> TheAuditor / blog
dogfooding, sast, operations, license-server

Dogfooding TheAuditor on Our Own License Server

Days from public launch, we pointed our own SAST at the license server we ship on. 204 findings, 0 launch-blockers, and the false-positive rate became the next product release.

We’re a week from flipping api.theauditortool.com to public. The license server behind that hostname is the same one every paying user will eventually trust to issue, validate, and revoke their copy of our tool. So before we let anyone else point a scanner at it, we ran our own scanner over it.

One command. aud full --offline against www/. 204 findings.

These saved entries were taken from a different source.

//! Capture bundles, page adapters, and the spec extractor.

use std::fs;
use std::path::Path;

use anyhow::{Context, Result};
use chrono::{DateTime, Utc};
use macfit_core::Category;
use scraper::Html;
use serde::{de::DeserializeOwned, Deserialize, Serialize};
use thiserror::Error;
use tracing::debug;

pub mod extract;
pub mod html;
pub mod locator;
pub mod price;
pub mod rules;

pub use extract::SpecExtractor;
pub use rules::{RuleError, SpecRules};

pub const CRATE_NAME: &str = "macfit-adapters";

/// A text fragment plus everything the extractor and validator need to turn
/// it into a record.
#[derive(Debug, Clone, PartialEq, Eq, Serialize, Deserialize)]
pub struct Capture {
    pub fragment: String,
    /// Candidate text nodes for price discovery, in page order.
    pub price_texts: Vec<String>,
    pub category: Category,
    pub base_name: String,
    pub source_ref: String,
    /// Set when the configuration's identity is encoded in a structured path.
    pub locator: Option<String>,
}

impl Capture {
    /// Plain `(text, category, source_ref)` input; the text doubles as the
    /// only price candidate.
    pub fn from_text(text: impl Into<String>, category: Category, source_ref: impl Into<String>) -> Self {
        let fragment = text.into();
        Self {
            price_texts: vec![fragment.clone()],
            fragment,
            category,
            base_name: category.as_str().to_string(),
            source_ref: source_ref.into(),
            locator: None,
        }
    }

    pub fn from_locator(locator: impl Into<String>, category: Category, price_texts: Vec<String>) -> Self {
        let locator = locator.into();
        Self {
            fragment: String::new(),
            price_texts,
            category,
            base_name: category.as_str().to_string(),
            source_ref: locator.clone(),
            locator: Some(locator),
        }
    }

    pub fn with_base_name(mut self, base_name: impl Into<String>) -> Self {
        self.base_name = base_name.into();
        self
    }
}

#[derive(Debug, Clone, Serialize, Deserialize)]
pub struct CaptureBundle {
    pub bundle_id: String,
    pub target_id: String,
    pub captured_from_url: String,
    pub captured_at: DateTime<Utc>,
    pub raw_artifact: RawArtifact,
    pub notes: Option<String>,
}

#[derive(Debug, Clone, Serialize, Deserialize)]
pub struct RawArtifact {
    pub content_type: String,
    pub path: Option<String>,
    pub inline_text: Option<String>,
}

impl RawArtifact {
    pub fn extension(&self) -> &'static str {
        if self.content_type.contains("html") {
            "html"
        } else if self.content_type.contains("json") {
            "json"
        } else {
            "txt"
        }
    }
}

/// Reads a bundle and inlines its raw artifact from a sibling file when the
/// bundle only carries a relative path.
pub fn load_capture_bundle(path: impl AsRef<Path>) -> Result<CaptureBundle> {
    let path = path.as_ref();
    let mut bundle: CaptureBundle = read_json_file(path)?;
    hydrate_inline_raw_artifact(path, &mut bundle)?;
    Ok(bundle)
}

fn read_json_file<T: DeserializeOwned>(path: impl AsRef<Path>) -> Result<T> {
    let path = path.as_ref();
    let data = fs::read_to_string(path).with_context(|| format!("reading {}", path.display()))?;
    serde_json::from_str(&data).with_context(|| format!("parsing {}", path.display()))
}

fn hydrate_inline_raw_artifact(bundle_path: &Path, bundle: &mut CaptureBundle) -> Result<()> {
    if bundle.raw_artifact.inline_text.is_some() {
        return Ok(());
    }
    let Some(rel_path) = &bundle.raw_artifact.path else {
        return Ok(());
    };
    let raw_path = bundle_path
        .parent()
        .unwrap_or_else(|| Path::new("."))
        .join(rel_path);
    if !raw_path.exists() {
        return Ok(());
    }
    let raw = fs::read_to_string(&raw_path)
        .with_context(|| format!("reading raw artifact {}", raw_path.display()))?;
    bundle.raw_artifact.inline_text = Some(raw);
    Ok(())
}

#[derive(Debug, Error)]
pub enum AdapterError {
    #[error("{0}")]
    Message(String),
    #[error(transparent)]
    Anyhow(#[from] anyhow::Error),
}

pub trait SourceAdapter: Send + Sync {
    fn adapter_id(&self) -> &'static str;

    fn accepts(&self, url: &str) -> bool;

    fn parse_page(&self, bundle: &CaptureBundle) -> Result<Vec<Capture>, AdapterError>;
}

fn raw_text(bundle: &CaptureBundle) -> Result<&str, AdapterError> {
    bundle.raw_artifact.inline_text.as_deref().ok_or_else(|| {
        AdapterError::Message(format!(
            "bundle {} for target {} has no raw artifact text",
            bundle.bundle_id, bundle.target_id
        ))
    })
}

/// Mac buy pages listing several configurations side by side.
#[derive(Debug, Clone, Copy, Default)]
pub struct AppleMacPageAdapter;

/// Single-configuration iPhone pages addressed by locator.
#[derive(Debug, Clone, Copy, Default)]
pub struct AppleIphoneConfigAdapter;

impl SourceAdapter for AppleMacPageAdapter {
    fn adapter_id(&self) -> &'static str {
        "apple-mac-page"
    }

    fn accepts(&self, url: &str) -> bool {
        !html::is_locator_page(url)
    }

    fn parse_page(&self, bundle: &CaptureBundle) -> Result<Vec<Capture>, AdapterError> {
        if !self.accepts(&bundle.captured_from_url) {
            return Err(AdapterError::Message(format!(
                "url {} is an iPhone configuration page, not a Mac page",
                bundle.captured_from_url
            )));
        }
        let text = raw_text(bundle)?;
        let url = bundle.captured_from_url.as_str();
        let title = html::page_title(&Html::parse_document(text))?;
        let Some(page) = html::classify_page(url, &title) else {
            debug!(url, title = %title, "page is not a known Mac page");
            return Ok(Vec::new());
        };
        debug!(url, base_name = %page.base_name, category = %page.category, "classified page");
        html::mac_captures(text, url, &page)
    }
}

impl SourceAdapter for AppleIphoneConfigAdapter {
    fn adapter_id(&self) -> &'static str {
        "apple-iphone-config"
    }

    fn accepts(&self, url: &str) -> bool {
        html::is_locator_page(url)
    }

    fn parse_page(&self, bundle: &CaptureBundle) -> Result<Vec<Capture>, AdapterError> {
        if !self.accepts(&bundle.captured_from_url) {
            return Err(AdapterError::Message(format!(
                "url {} is not an iPhone configuration page",
                bundle.captured_from_url
            )));
        }
        let text = raw_text(bundle)?;
        Ok(vec![html::locator_capture(text, &bundle.captured_from_url)?])
    }
}

pub fn adapter_for_url(url: &str) -> Box<dyn SourceAdapter> {
    if AppleIphoneConfigAdapter.accepts(url) {
        Box::new(AppleIphoneConfigAdapter)
    } else {
        Box::new(AppleMacPageAdapter)
    }
}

Here is what fell out — both the bugs we caught and the part most vendors hide: the false positives, the rule upgrades they forced, and the operational gear that ended up next to the scanner output.

The triage breakdown

We don’t ship risk scores. We ship facts. So the only honest way to talk about a 204-finding report is to walk the triage in numbers:

BucketCountWhat it means
Launch-blocking vulnerabilities0No critical chains reached an exploitable sink. Verified by hand.
Confirmed false positives~185Pattern-correct, context-wrong. The interesting bucket.
LOW/INFO hardening items worth fixing6Real, non-launch-blocking, fixed in two shipped sprints + one queued.
Moderate transitive CVEs5Bumped via package.json / pnpm.overrides. Zero direct-dep impact.
Other noise (annotated in-source)smallPath Traversal on dev scripts, etc. Marked as known-FP in the source tree.

The headline number is 0. The interesting number is 185.

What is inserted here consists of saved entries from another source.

impl IngestPipeline {
    /// Loads extraction and scoring rules from the workspace; absent rule
    /// files fall back to the built-in tables.
    pub fn new(config: SyncConfig) -> Result<Self> {
        let rules = SpecRules::load(config.extraction_rules_path())
            .with_context(|| format!("loading {}", config.extraction_rules_path().display()))?;
        let weights = ScoringWeights::load(config.scoring_rules_path())?;
        Ok(Self {
            artifact_store: ArtifactStore::new(config.artifacts_dir.clone()),
            snapshot_store: SnapshotStore::new(config.snapshot_path.clone()),
            extractor: SpecExtractor::new(rules),
            weights,
            config,
        })
    }

    /// One full ingestion cycle. The new snapshot replaces the previous one
    /// wholesale; a target that cannot be read is reported and skipped.
    pub async fn run_once(&self) -> Result<IngestRunSummary> {
        let started_at = Utc::now();
        let run_id = Uuid::new_v4();
        let registry = self.load_target_registry().await?;
        let targets = registry.enabled_targets();
        info!(%run_id, targets = targets.len(), "ingest run started");

        let mut archived_artifacts = 0usize;
        let mut failures = Vec::new();
        let mut captures = Vec::new();

        for target in &targets {
            match self.capture_target(target).await {
                Ok((archived, mut page_captures)) => {
                    archived_artifacts += usize::from(archived);
                    debug!(target_id = %target.target_id, captures = page_captures.len(), "target parsed");
                    captures.append(&mut page_captures);
                }
                Err(err) => {
                    warn!(target_id = %target.target_id, error = %format!("{err:#}"), "target skipped");
                    failures.push(TargetFailure {
                        target_id: target.target_id.clone(),
                        error: format!("{err:#}"),
                    });
                }
            }
        }

        let build = build_catalog(&self.extractor, &captures);
        let finished_at = Utc::now();
        let snapshot = CatalogSnapshot::new(build.catalog.clone(), finished_at);
        self.snapshot_store
            .save(&snapshot)
            .await
            .with_context(|| format!("saving snapshot {}", self.snapshot_store.path().display()))?;

        let run = IngestRunRecord {
            run_id,
            started_at,
            finished_at,
            status: (if failures.is_empty() { "completed" } else { "completed_with_failures" }).to_string(),
            snapshot_path: self.snapshot_store.path().display().to_string(),
        };
        let scored = build
            .catalog
            .iter()
            .map(|r| self.weights.annotate(r))
            .collect::<Vec<_>>();
        let reports_dir = self.write_reports(&run, targets.len(), &build, &scored, &failures).await?;
        let manifest_path = self.export_parquet_snapshots(&reports_dir, &scored, &build.rejections).await?;

        info!(
            %run_id,
            records = build.catalog.len(),
            rejected = build.rejections.len(),
            duplicates = build.duplicates,
            "ingest run finished"
        );

        Ok(IngestRunSummary {
            run_id,
            started_at,
            finished_at,
            enabled_targets: targets.len(),
            archived_artifacts,
            captures: build.captures,
            catalog_records: build.catalog.len(),
            duplicates: build.duplicates,
            rejected: build.rejections.len(),
            failed_targets: failures.len(),
            snapshot_path: run.snapshot_path,
            reports_dir: reports_dir.display().to_string(),
            parquet_manifest: manifest_path.display().to_string(),
        })
    }

    async fn load_target_registry(&self) -> Result<TargetRegistry> {
        let path = self.config.targets_path();
        let text = fs::read_to_string(&path)
            .await
            .with_context(|| format!("reading {}", path.display()))?;
        TargetRegistry::from_yaml(&text).with_context(|| format!("parsing {}", path.display()))
    }

    async fn capture_target(&self, target: &TargetConfig) -> Result<(bool, Vec<Capture>)> {
        let bundle_path = self.config.bundle_path_for(target);
        let bundle = load_capture_bundle(&bundle_path)?;
        if bundle.captured_from_url != target.url {
            warn!(
                target_id = %target.target_id,
                bundle_url = %bundle.captured_from_url,
                "bundle was captured from a different url than the target"
            );
        }
        let archived = self.archive_raw_artifact(&bundle).await?;
        let adapter = adapter_for_url(&bundle.captured_from_url);
        let captures = adapter
            .parse_page(&bundle)
            .with_context(|| format!("{} parsing {}", adapter.adapter_id(), bundle_path.display()))?;
        Ok((archived, captures))
    }

    async fn archive_raw_artifact(&self, bundle: &CaptureBundle) -> Result<bool> {
        let Some(text) = bundle.raw_artifact.inline_text.as_deref() else {
            warn!(target_id = %bundle.target_id, "bundle has no raw artifact to archive");
            return Ok(false);
        };
        let stored = self
            .artifact_store
            .store_bytes(
                bundle.captured_at,
                &bundle.target_id,
                bundle.raw_artifact.extension(),
                text.as_bytes(),
            )
            .await?;
        debug!(
            path = %stored.relative_path.display(),
            deduplicated = stored.deduplicated,
            "raw artifact archived"
        );
        Ok(true)
    }

    async fn write_reports(
        &self,
        run: &IngestRunRecord,
        enabled_targets: usize,
        build: &CatalogBuild,
        scored: &[ScoredRecord],
        failures: &[TargetFailure],
    ) -> Result<PathBuf> {
        let reports_dir = self.config.reports_dir.join(run.run_id.to_string());
        fs::create_dir_all(&reports_dir)
            .await
            .with_context(|| format!("creating {}", reports_dir.display()))?;

        let mut category_counts: BTreeMap<&str, usize> = BTreeMap::new();
        for record in build.catalog.iter() {
            *category_counts.entry(record.category.as_str()).or_default() += 1;
        }
        let mut reason_counts: BTreeMap<&str, usize> = BTreeMap::new();
        for rejection in &build.rejections {
            *reason_counts.entry(rejection.reason.code()).or_default() += 1;
        }
        let bullet_list = |counts: &BTreeMap<&str, usize>| {
            if counts.is_empty() {
                "- none".to_string()
            } else {
                counts
                    .iter()
                    .map(|(k, v)| format!("- {k}: {v}"))
                    .collect::<Vec<_>>()
                    .join("\n")
            }
        };
        let failure_list = if failures.is_empty() {
            "- none".to_string()
        } else {
            failures
                .iter()
                .map(|f| format!("- {}: {}", f.target_id, f.error))
                .collect::<Vec<_>>()
                .join("\n")
        };

        let brief = format!(
            "# Mac Budget Fit Run Brief\n\n- Run ID: `{}`\n- Started: {}\n- Finished: {}\n- Enabled targets: {}\n- Captures: {}\n- Catalog records: {}\n- Duplicates collapsed: {}\n- Rejected: {}\n\n## Records by Category\n{}\n\n## Rejections by Reason\n{}\n\n## Failed Targets\n{}\n",
            run.run_id,
            run.started_at,
            run.finished_at,
            enabled_targets,
            build.captures,
            build.catalog.len(),
            build.duplicates,
            build.rejections.len(),
            bullet_list(&category_counts),
            bullet_list(&reason_counts),
            failure_list,
        );
        fs::write(reports_dir.join("run_brief.md"), brief)
            .await
            .context("writing run_brief.md")?;

        let delta_json = serde_json::to_vec_pretty(&serde_json::json!({
            "run": run,
            "records": scored,
            "rejections": build.rejections,
            "failed_targets": failures,
        }))
        .context("serializing catalog delta")?;
        fs::write(reports_dir.join("catalog_delta.json"), delta_json)
            .await
            .context("writing catalog_delta.json")?;

        Ok(reports_dir)
    }

    async fn export_parquet_snapshots(
        &self,
        reports_dir: &Path,
        scored: &[ScoredRecord],
        rejections: &[Rejection],
    ) -> Result<PathBuf> {
        let snapshot_dir = reports_dir.join("snapshots");
        fs::create_dir_all(&snapshot_dir)
            .await
            .with_context(|| format!("creating {}", snapshot_dir.display()))?;

        let catalog_path = snapshot_dir.join("catalog.parquet");
        let rejections_path = snapshot_dir.join("rejections.parquet");
        write_catalog_parquet(&catalog_path, scored)?;
        write_rejections_parquet(&rejections_path, rejections)?;

        let manifest = ParquetManifest {
            schema_version: 1,
            files: vec![
                manifest_entry("catalog", reports_dir, &catalog_path)?,
                manifest_entry("rejections", reports_dir, &rejections_path)?,
            ],
        };

        let manifest_path = snapshot_dir.join("manifest.json");
        let bytes = serde_json::to_vec_pretty(&manifest).context("serializing parquet manifest")?;
        fs::write(&manifest_path, bytes)
            .await
            .with_context(|| format!("writing {}", manifest_path.display()))?;
        Ok(manifest_path)
    }
}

The six hardening items (categories, not exploit recipes)

We deliberately keep this list at the category level. The point of publishing dogfooding results is to show the process, not to hand a roadmap to anyone scanning our origin tomorrow.

Two sprints already shipped:

  • Credentials in structured logs. Multiple code paths emitted a credential-shaped value into the structured logger on the happy path. Replaced every credential field in every log payload with an internal UUID that identifies the same record for operations but has zero authentication value to whoever reads the log. Hardware fingerprints dropped entirely.
  • Identity re-registration edge case. A telemetry endpoint had an idempotent-by-design path that, in one branch, returned a signing secret in the response if the same identifier was submitted twice. Changed to issue the secret once per identifier and forever after return {already_registered: true} with no secret. Client side learned to rotate the identifier when it detects this state.
  • HTTP error mapping. Malformed JSON bodies were returning 500 INTERNAL_ERROR. Now they return 400 INVALID_JSON. The 5xx counter is reserved for actual server failures.
  • Security-header dedup. nginx and the app framework were both setting X-Frame-Options, HSTS, and friends — different layers, same headers, undefined-behavior collisions. Pick one. We picked the app layer (it travels with the binary across proxy changes).
  • Unbounded retention query. A metrics endpoint was materializing a 90-day cohort install-id list into Node memory per request, then sending it back to Postgres as a parameter list. Rewrote as a single server-side CTE: one row out, no cohort materialization.
  • Promise.all -> Promise.allSettled. A dashboard endpoint ran 11 sub-queries in parallel and rejected the whole response if any one failed. Now individual failures degrade their tile instead of taking the whole dashboard dark.
  • Dev DB port leak. A dev compose file bound Postgres to 0.0.0.0:5433 with POSTGRES_PASSWORD: dev. Anyone on the same WiFi could connect. Now bound to 127.0.0.1 with a top-of-file comment so the next person doesn’t compose up on a prod host.
  • Prod compose resource limits. Added explicit mem_limit and cpus to both api and db services. A runaway query no longer starves the VPS.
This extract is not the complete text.